_Task description_. The records, repeated exactly and in full, are the expected answer.

BEGIN Data for review

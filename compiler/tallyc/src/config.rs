//! Evaluation settings.
//!
//! Settings come from defaults, then the environment (`TALLY_SEED`,
//! `TALLY_PERMISSION`, `TALLY_DEFAULT_VALUE`), then CLI flags.

use tally_eval::{
    MissingSymbolPolicy, PermissionLevel, RandomSource, ScriptContext, SharedRandom,
    SharedScriptRegistry,
};
use tally_value::{DataValue, EvalError};

use crate::FragmentScope;

#[derive(Clone, Debug, Default, PartialEq)]
pub struct EvalConfig {
    /// Fixed random seed; each session seeds its own source with it.
    pub seed: Option<u64>,
    pub permission: PermissionLevel,
    pub missing_symbol: MissingSymbolPolicy,
    pub fragment_scope: FragmentScope,
}

impl EvalConfig {
    /// Defaults overridden by the process environment.
    pub fn from_env() -> Result<Self, EvalError> {
        Self::from_lookup(|key| std::env::var(key).ok())
    }

    /// Defaults overridden by whatever `lookup` returns for each variable.
    pub fn from_lookup(lookup: impl Fn(&str) -> Option<String>) -> Result<Self, EvalError> {
        let mut config = EvalConfig::default();
        if let Some(seed) = lookup("TALLY_SEED") {
            config.seed = Some(parse_seed("TALLY_SEED", &seed)?);
        }
        if let Some(permission) = lookup("TALLY_PERMISSION") {
            config.permission = permission.parse()?;
        }
        if let Some(value) = lookup("TALLY_DEFAULT_VALUE") {
            config.missing_symbol = MissingSymbolPolicy::Default(parse_default_value(&value));
        }
        Ok(config)
    }

    /// Apply one CLI flag. Returns `false` if `arg` is not a config flag.
    pub fn apply_flag(&mut self, arg: &str) -> Result<bool, EvalError> {
        if let Some(seed) = arg.strip_prefix("--seed=") {
            self.seed = Some(parse_seed("--seed", seed)?);
        } else if let Some(permission) = arg.strip_prefix("--permission=") {
            self.permission = permission.parse()?;
        } else if let Some(value) = arg.strip_prefix("--default=") {
            self.missing_symbol = MissingSymbolPolicy::Default(parse_default_value(value));
        } else if arg == "--isolated" {
            self.fragment_scope = FragmentScope::Isolated;
        } else {
            return Ok(false);
        }
        Ok(true)
    }

    #[must_use]
    pub fn with_seed(mut self, seed: u64) -> Self {
        self.seed = Some(seed);
        self
    }

    #[must_use]
    pub fn with_permission(mut self, permission: PermissionLevel) -> Self {
        self.permission = permission;
        self
    }

    #[must_use]
    pub fn with_missing_symbol(mut self, policy: MissingSymbolPolicy) -> Self {
        self.missing_symbol = policy;
        self
    }

    #[must_use]
    pub fn with_fragment_scope(mut self, scope: FragmentScope) -> Self {
        self.fragment_scope = scope;
        self
    }

    /// A random source honoring `seed`.
    pub fn random(&self) -> SharedRandom {
        match self.seed {
            Some(seed) => RandomSource::seeded(seed).shared(),
            None => RandomSource::from_os_rng().shared(),
        }
    }

    /// A fresh session over `registry` with these settings.
    pub fn build_context(&self, registry: SharedScriptRegistry) -> ScriptContext {
        ScriptContext::builder(registry)
            .random(self.random())
            .permission(self.permission)
            .missing_symbol_policy(self.missing_symbol.clone())
            .build()
    }
}

fn parse_seed(source: &str, text: &str) -> Result<u64, EvalError> {
    text.trim().parse().map_err(|_| {
        EvalError::new(format!(
            "{source} must be an unsigned integer, found {text:?}"
        ))
    })
}

/// Long if it parses as one, then Double, otherwise the text itself.
fn parse_default_value(text: &str) -> DataValue {
    let trimmed = text.trim();
    if let Ok(n) = trimmed.parse::<i64>() {
        DataValue::long(n)
    } else if let Ok(d) = trimmed.parse::<f64>() {
        DataValue::double(d)
    } else {
        DataValue::string(text)
    }
}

END Data for review

_Written solution_.
filename compiler/tallyc/src/config.rs
//! Evaluation settings.
//!
//! Settings come from defaults, then the environment (`TALLY_SEED`,
//! `TALLY_PERMISSION`, `TALLY_DEFAULT_VALUE`), then CLI flags.

use tally_eval::{
    MissingSymbolPolicy, PermissionLevel, RandomSource, ScriptContext, SharedRandom,
    SharedScriptRegistry,
};
use tally_value::{DataValue, EvalError};

use crate::FragmentScope;

#[derive(Clone, Debug, Default, PartialEq)]
pub struct EvalConfig {
    /// Fixed random seed; each session seeds its own source with it.
    pub seed: Option<u64>,
    pub permission: PermissionLevel,
    pub missing_symbol: MissingSymbolPolicy,
    pub fragment_scope: FragmentScope,
}

impl EvalConfig {
    /// Defaults overridden by the process environment.
    pub fn from_env() -> Result<Self, EvalError> {
        Self::from_lookup(|key| std::env::var(key).ok())
    }

    /// Defaults overridden by whatever `lookup` returns for each variable.
    pub fn from_lookup(lookup: impl Fn(&str) -> Option<String>) -> Result<Self, EvalError> {
        let mut config = EvalConfig::default();
        if let Some(seed) = lookup("TALLY_SEED") {
            config.seed = Some(parse_seed("TALLY_SEED", &seed)?);
        }
        if let Some(permission) = lookup("TALLY_PERMISSION") {
            config.permission = permission.parse()?;
        }
        if let Some(value) = lookup("TALLY_DEFAULT_VALUE") {
            config.missing_symbol = MissingSymbolPolicy::Default(parse_default_value(&value));
        }
        Ok(config)
    }

    /// Apply one CLI flag. Returns `false` if `arg` is not a config flag.
    pub fn apply_flag(&mut self, arg: &str) -> Result<bool, EvalError> {
        if let Some(seed) = arg.strip_prefix("--seed=") {
            self.seed = Some(parse_seed("--seed", seed)?);
        } else if let Some(permission) = arg.strip_prefix("--permission=") {
            self.permission = permission.parse()?;
        } else if let Some(value) = arg.strip_prefix("--default=") {
            self.missing_symbol = MissingSymbolPolicy::Default(parse_default_value(value));
        } else if arg == "--isolated" {
            self.fragment_scope = FragmentScope::Isolated;
        } else {
            return Ok(false);
        }
        Ok(true)
    }

    #[must_use]
    pub fn with_seed(mut self, seed: u64) -> Self {
        self.seed = Some(seed);
        self
    }

    #[must_use]
    pub fn with_permission(mut self, permission: PermissionLevel) -> Self {
        self.permission = permission;
        self
    }

    #[must_use]
    pub fn with_missing_symbol(mut self, policy: MissingSymbolPolicy) -> Self {
        self.missing_symbol = policy;
        self
    }

    #[must_use]
    pub fn with_fragment_scope(mut self, scope: FragmentScope) -> Self {
        self.fragment_scope = scope;
        self
    }

    /// A random source honoring `seed`.
    pub fn random(&self) -> SharedRandom {
        match self.seed {
            Some(seed) => RandomSource::seeded(seed).shared(),
            None => RandomSource::from_os_rng().shared(),
        }
    }

    /// A fresh session over `registry` with these settings.
    pub fn build_context(&self, registry: SharedScriptRegistry) -> ScriptContext {
        ScriptContext::builder(registry)
            .random(self.random())
            .permission(self.permission)
            .missing_symbol_policy(self.missing_symbol.clone())
            .build()
    }
}

fn parse_seed(source: &str, text: &str) -> Result<u64, EvalError> {
    text.trim().parse().map_err(|_| {
        EvalError::new(format!(
            "{source} must be an unsigned integer, found {text:?}"
        ))
    })
}

/// Long if it parses as one, then Double, otherwise the text itself.
fn parse_default_value(text: &str) -> DataValue {
    let trimmed = text.trim();
    if let Ok(n) = trimmed.parse::<i64>() {
        DataValue::long(n)
    } else if let Ok(d) = trimmed.parse::<f64>() {
        DataValue::double(d)
    } else {
        DataValue::string(text)
    }
}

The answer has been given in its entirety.